Germany: Inflation drops in October from the prior month
Latest reading: Harmonized consumer prices rose 2.3% on a year-on-year basis in October, following a 2.4% increase in the previous month.
Relative to the previous month’s data, there were softer price pressures for food and non-alcoholic beverages (+2.1% on a year-on-year basis vs +2.8% in September) and restaurants and hotels (+3.5% vs +3.7% in September). In contrast, there were higher price pressures for transportation (+2.7% vs +2.5% in September) and recreation (+1.4% vs 0.6% in September). Finally, the change in housing and utilities prices was the same as in the prior month (+1.4% in October and September).
Meanwhile, consumer prices were stable at September’s 2.4% in October.
Lastly, harmonized consumer prices fell -0.5% in October in month-on-month terms, following a 0.3% rise in the previous month.

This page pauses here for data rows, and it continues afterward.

// SPDX-License-Identifier: Apache-2.0
// Copyright 2025 Ankit Kumar Pandey

//! CLI command modules.

pub mod serve;
pub mod status;
pub mod validate;
pub mod watch;

use gpiocast_core::{Config, ConfigLoader, GpioCastResult};

/// Load the configuration file if one was given, otherwise use defaults.
pub fn load_config(path: Option<&str>) -> GpioCastResult<Config> {
    match path {
        Some(path) => {
            tracing::debug!(config = %path, "Loading configuration");
            ConfigLoader::load_file(path)
        }
        None => Ok(Config::default()),
    }
}
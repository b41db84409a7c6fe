// SPDX-License-Identifier: Apache-2.0
// Copyright 2025 Ankit Kumar Pandey

//! GPIO monitor loop: samples the line and turns transitions into events.

use std::sync::Arc;

use crate::event::{EventKind, Level};
use crate::sampler::GpioSampler;
use crate::service::ServiceInner;

/// Classifies level samples into press/release transitions.
#[derive(Debug, Clone)]
pub struct PressTracker {
    active_low: bool,
    last: Option<Level>,
    failing: bool,
}

impl PressTracker {
    pub fn new(active_low: bool) -> Self {
        Self {
            active_low,
            last: None,
            failing: false,
        }
    }

    fn pressed_level(&self) -> Level {
        if self.active_low {
            Level::Low
        } else {
            Level::High
        }
    }

    /// Feed one successful sample.
    ///
    /// The first sample, and the first after a failure streak, only sets the
    /// baseline.
    pub fn observe(&mut self, level: Level) -> Option<EventKind> {
        self.failing = false;
        let previous = self.last.replace(level)?;
        if previous == level {
            return None;
        }
        if level == self.pressed_level() {
            Some(EventKind::Press)
        } else {
            Some(EventKind::Release)
        }
    }

    /// Feed one failed sample. Returns true only for the first failure of a
    /// streak.
    pub fn observe_error(&mut self) -> bool {
        self.last = None;
        !std::mem::replace(&mut self.failing, true)
    }

    pub fn is_pressed(&self) -> bool {
        self.last == Some(self.pressed_level())
    }
}

pub(crate) fn run(inner: Arc<ServiceInner>, mut sampler: Box<dyn GpioSampler>) {
    let config = &inner.config;
    let gpio = config.gpio_number;

    if config.external_events {
        tracing::debug!(gpio = gpio, "Monitor idle, events are pushed externally");
        inner.stop.wait();
        return;
    }

    if let Err(e) = sampler.prepare(gpio) {
        tracing::warn!(gpio = gpio, error = %e, "GPIO line setup failed");
    }

    let mut tracker = PressTracker::new(config.active_low);
    let poll_interval = config.poll_interval();
    tracing::info!(
        gpio = gpio,
        poll_ms = config.poll_interval_ms,
        active_low = config.active_low,
        "Monitor started"
    );

    loop {
        match sampler.read_level(gpio) {
            Ok(level) => {
                inner.store.set_level(level);
                if let Some(kind) = tracker.observe(level) {
                    inner.publish_event(kind, gpio);
                }
            }
            Err(e) => {
                if tracker.observe_error() {
                    tracing::warn!(gpio = gpio, error = %e, "GPIO read failed");
                    inner.publish_error(gpio, e.raw_os_error().unwrap_or(-1));
                }
            }
        }

        if inner.stop.wait_timeout(poll_interval) {
            break;
        }
    }

    tracing::debug!(gpio = gpio, "Monitor stopped");
}

#[cfg(test)]
mod tests {
    use super::*;

    #[test]
    fn test_first_sample_is_baseline() {
        let mut tracker = PressTracker::new(true);
        assert_eq!(tracker.observe(Level::Low), None);
        assert!(tracker.is_pressed());
        assert_eq!(tracker.observe(Level::Low), None);
    }

    #[test]
    fn test_active_low_transitions() {
        let mut tracker = PressTracker::new(true);
        tracker.observe(Level::High);
        assert_eq!(tracker.observe(Level::Low), Some(EventKind::Press));
        assert_eq!(tracker.observe(Level::Low), None);
        assert_eq!(tracker.observe(Level::High), Some(EventKind::Release));
    }

    #[test]
    fn test_active_high_transitions() {
        let mut tracker = PressTracker::new(false);
        tracker.observe(Level::Low);
        assert_eq!(tracker.observe(Level::High), Some(EventKind::Press));
        assert_eq!(tracker.observe(Level::Low), Some(EventKind::Release));
    }

    #[test]
    fn test_error_streak_reports_once_and_rebaselines() {
        let mut tracker = PressTracker::new(true);
        tracker.observe(Level::High);
        assert!(tracker.observe_error());
        assert!(!tracker.observe_error());
        assert!(!tracker.observe_error());

        // Recovery only re-establishes the baseline
        assert_eq!(tracker.observe(Level::Low), None);
        assert_eq!(tracker.observe(Level::High), Some(EventKind::Release));

        assert!(tracker.observe_error());
    }
}
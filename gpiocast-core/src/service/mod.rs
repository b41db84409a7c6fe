// SPDX-License-Identifier: Apache-2.0
// Copyright 2025 Ankit Kumar Pandey

//! Broadcast service: owns the event store and fans events out to clients.
//!
//! ```text
//! ┌───────────┐  append   ┌─────────────┐  mmap(RO)  ┌──────────┐
//! │  monitor  │──────────▶│ event store │◀───────────│ client N │
//! │  thread   │           └─────────────┘            └──────────┘
//! └─────┬─────┘                                            ▲
//!       │ notify (datagram, non-blocking)                  │
//!       └──────────────────────────────────────────────────┘
//! control thread: REGISTER / UNREGISTER on the control socket
//! heartbeat thread: last_heartbeat_time every interval
//! ```

mod control;
mod heartbeat;
mod monitor;
mod notifier;
mod signal;

use std::collections::HashMap;
use std::sync::{Arc, Mutex};
use std::thread::JoinHandle;

pub use monitor::PressTracker;
pub use notifier::{Delivery, FanOut, Notifier};
pub use signal::StopSignal;

use crate::config::ServiceConfig;
use crate::error::{GpioCastError, GpioCastResult, StateTransitionError};
use crate::event::{elapsed_ms, timestamp_us, EventDraft, EventKind, GpioEvent};
use crate::protocol::NotifyMessage;
use crate::registry::{ClientRegistration, ClientRegistry};
use crate::sampler::{GpioSampler, SysfsSampler};
use crate::shm::{EventStore, StoreReader};
use crate::state::ServiceState;
use crate::stats::ServiceStats;

/// State shared between the service handle and its threads.
pub(crate) struct ServiceInner {
    pub(crate) config: ServiceConfig,
    pub(crate) store: EventStore,
    pub(crate) registry: ClientRegistry,
    notifier: Notifier,
    pub(crate) stop: StopSignal,
    /// Serializes the writer role; maps gpio to the timestamp of its
    /// outstanding press.
    press_started: Mutex<HashMap<i32, u64>>,
}

impl ServiceInner {
    fn publish(&self, draft: EventDraft) -> GpioEvent {
        let event = {
            let mut press_started = self
                .press_started
                .lock()
                .unwrap_or_else(|e| e.into_inner());

            let draft = match draft.kind {
                EventKind::Press => {
                    press_started.insert(draft.gpio_number, draft.timestamp_us);
                    draft
                }
                EventKind::Release => {
                    let held = press_started
                        .remove(&draft.gpio_number)
                        .map(|start| elapsed_ms(start, draft.timestamp_us))
                        .unwrap_or(0);
                    draft.with_press_duration(held)
                }
                EventKind::Error => draft,
            };

            let event = self.store.append(draft);
            match event.kind {
                EventKind::Press => self.store.set_pressed(true),
                EventKind::Release => self.store.set_pressed(false),
                EventKind::Error => {}
            }
            event
        };

        tracing::debug!(event = %event, "Published event");

        let totals = self.notifier.broadcast(&self.registry, event.sequence);
        if totals.evicted > 0 {
            self.sync_client_count();
        }
        event
    }

    pub(crate) fn publish_event(&self, kind: EventKind, gpio_number: i32) -> GpioEvent {
        self.publish(EventDraft::new(kind, gpio_number, timestamp_us()))
    }

    pub(crate) fn publish_error(&self, gpio_number: i32, error_code: i32) -> GpioEvent {
        self.publish(
            EventDraft::new(EventKind::Error, gpio_number, timestamp_us())
                .with_error_code(error_code),
        )
    }

    /// Mirror the active registration count into shared memory.
    pub(crate) fn sync_client_count(&self) {
        let count = self.registry.active_count();
        self.store.set_client_count(count as u32);
    }
}

/// The broadcast service. One per GPIO line and endpoint.
///
/// Several services may coexist in one process as long as their shared
/// memory names and control sockets differ.
pub struct BroadcastService {
    inner: Arc<ServiceInner>,
    state: ServiceState,
    sampler: Option<Box<dyn GpioSampler>>,
    threads: Vec<JoinHandle<()>>,
    socket_bound: bool,
}

impl BroadcastService {
    /// Create the event store with the sysfs sampler. Does not start threads.
    pub fn init(config: ServiceConfig) -> GpioCastResult<Self> {
        let sampler = SysfsSampler::new(config.sysfs_root.clone());
        Self::init_with_sampler(config, Box::new(sampler))
    }

    /// Create the event store with a caller-supplied sampler.
    pub fn init_with_sampler(
        config: ServiceConfig,
        sampler: Box<dyn GpioSampler>,
    ) -> GpioCastResult<Self> {
        config.validate()?;

        let store = EventStore::create(
            &config.endpoint.shm_name,
            config.gpio_number,
            config.heartbeat_interval_ms,
            timestamp_us(),
        )?;
        let registry = ClientRegistry::new(config.max_clients, config.notify_fail_threshold);
        let notifier = Notifier::new().map_err(|e| GpioCastError::Io {
            context: "creating notify socket",
            source: e,
        })?;

        tracing::info!(
            gpio = config.gpio_number,
            shm = %config.endpoint.shm_name,
            max_clients = config.max_clients,
            "Broadcast service initialized"
        );

        Ok(Self {
            inner: Arc::new(ServiceInner {
                config,
                store,
                registry,
                notifier,
                stop: StopSignal::new(),
                press_started: Mutex::new(HashMap::new()),
            }),
            state: ServiceState::Initialized,
            sampler: Some(sampler),
            threads: Vec::new(),
            socket_bound: false,
        })
    }

    /// Bind the control socket and launch the monitor, heartbeat and control
    /// threads. Returns once they are running.
    pub fn start(&mut self) -> GpioCastResult<()> {
        if !self.state.can_transition_to(ServiceState::Running) {
            return Err(StateTransitionError::InvalidTransition {
                component: "service",
                from: self.state.name(),
                to: ServiceState::Running.name(),
            }
            .into());
        }

        let listener = control::bind(&self.inner.config.endpoint.control_socket)?;
        self.socket_bound = true;

        self.inner.store.touch_heartbeat(timestamp_us());
        self.inner.store.set_running(true);

        if let Err(e) = self.spawn_threads(listener) {
            tracing::error!(error = %e, "Service start failed, tearing down");
            self.shutdown();
            self.state = ServiceState::Stopped;
            return Err(e);
        }

        self.state = ServiceState::Running;
        tracing::info!(
            gpio = self.inner.config.gpio_number,
            socket = %self.inner.config.endpoint.control_socket,
            "Broadcast service started"
        );
        Ok(())
    }

    fn spawn_threads(&mut self, listener: std::os::unix::net::UnixListener) -> GpioCastResult<()> {
        let gpio = self.inner.config.gpio_number;
        let sampler = self
            .sampler
            .take()
            .ok_or(StateTransitionError::AlreadyInState {
                component: "service",
                state: ServiceState::Running.name(),
            })?;

        let inner = Arc::clone(&self.inner);
        self.spawn(format!("gpio-monitor-{}", gpio), "monitor", move || {
            monitor::run(inner, sampler)
        })?;

        let inner = Arc::clone(&self.inner);
        self.spawn(format!("gpio-heartbeat-{}", gpio), "heartbeat", move || {
            heartbeat::run(inner)
        })?;

        let inner = Arc::clone(&self.inner);
        self.spawn(format!("gpio-control-{}", gpio), "control", move || {
            control::run(inner, listener)
        })?;

        Ok(())
    }

    fn spawn<F>(&mut self, thread_name: String, name: &'static str, f: F) -> GpioCastResult<()>
    where
        F: FnOnce() + Send + 'static,
    {
        let handle = std::thread::Builder::new()
            .name(thread_name)
            .spawn(f)
            .map_err(|source| GpioCastError::ThreadSpawn { name, source })?;
        self.threads.push(handle);
        Ok(())
    }

    /// Stop threads, mark the store not running, wake and forget all clients.
    /// Idempotent.
    pub fn stop(&mut self) {
        if self.state == ServiceState::Stopped {
            return;
        }
        self.shutdown();
        self.state = ServiceState::Stopped;
        tracing::info!(gpio = self.inner.config.gpio_number, "Broadcast service stopped");
    }

    fn shutdown(&mut self) {
        self.inner.stop.stop();
        for handle in self.threads.drain(..) {
            let name = handle.thread().name().unwrap_or("service").to_string();
            if handle.join().is_err() {
                tracing::error!(thread = %name, "Service thread panicked");
            }
        }

        let store = &self.inner.store;
        store.set_running(false);

        // Wake everyone so listeners notice the shutdown without waiting for
        // their receive timeout
        let wake = NotifyMessage::Notify(store.write_index());
        for target in self.inner.registry.active_targets() {
            let _ = self.inner.notifier.send(&target, wake);
        }
        self.inner.registry.clear();
        store.set_client_count(0);

        if self.socket_bound {
            let path = self.inner.config.endpoint.control_socket.as_path();
            if let Err(e) = std::fs::remove_file(path) {
                tracing::debug!(error = %e, "Control socket already removed");
            }
            self.socket_bound = false;
        }
    }

    /// Stop if needed and release the event store.
    pub fn cleanup(mut self) {
        self.stop();
    }

    /// Append an event stamped with the current time and notify subscribers.
    pub fn publish_event(&self, kind: EventKind, gpio_number: i32) -> GpioEvent {
        self.inner.publish_event(kind, gpio_number)
    }

    /// Append an event with a caller-supplied timestamp (microseconds since
    /// the Unix epoch), e.g. from an interrupt handler.
    pub fn publish_event_at(&self, kind: EventKind, gpio_number: i32, timestamp_us: u64) -> GpioEvent {
        self.inner
            .publish(EventDraft::new(kind, gpio_number, timestamp_us))
    }

    /// Append an Error event carrying `error_code`.
    pub fn publish_error(&self, gpio_number: i32, error_code: i32) -> GpioEvent {
        self.inner.publish_error(gpio_number, error_code)
    }

    pub fn get_stats(&self) -> ServiceStats {
        ServiceStats::from(&self.inner.store.snapshot())
    }

    pub fn client_count(&self) -> usize {
        self.inner.registry.active_count()
    }

    /// Copies of the current registrations.
    pub fn registrations(&self) -> Vec<ClientRegistration> {
        self.inner.registry.registrations()
    }

    pub fn config(&self) -> &ServiceConfig {
        &self.inner.config
    }

    /// Read access to the event store.
    pub fn store(&self) -> &impl StoreReader {
        &self.inner.store
    }

    pub fn state(&self) -> ServiceState {
        self.state
    }

    pub fn is_running(&self) -> bool {
        self.state == ServiceState::Running
    }
}

impl Drop for BroadcastService {
    fn drop(&mut self) {
        self.stop();
    }
}

impl std::fmt::Debug for BroadcastService {
    fn fmt(&self, f: &mut std::fmt::Formatter<'_>) -> std::fmt::Result {
        f.debug_struct("BroadcastService")
            .field("gpio_number", &self.inner.config.gpio_number)
            .field("state", &self.state)
            .field("threads", &self.threads.len())
            .finish()
    }
}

Panelist insight: Commenting on the outlook, EIU analysts stated:
“Lacklustre German growth is constraining overall demand-pull inflation, new US tariffs are having a disinflationary impact outside of the US owing to the redirection of exported goods, and the stronger euro is reducing imported inflation. We expect these pressures to push inflation down to about 1.7% by end-2025, with the headline rate remaining moderate in early 2026 in the context of new measures to control industrial energy prices, including a cap on electricity prices for the most energy-intensive firms.”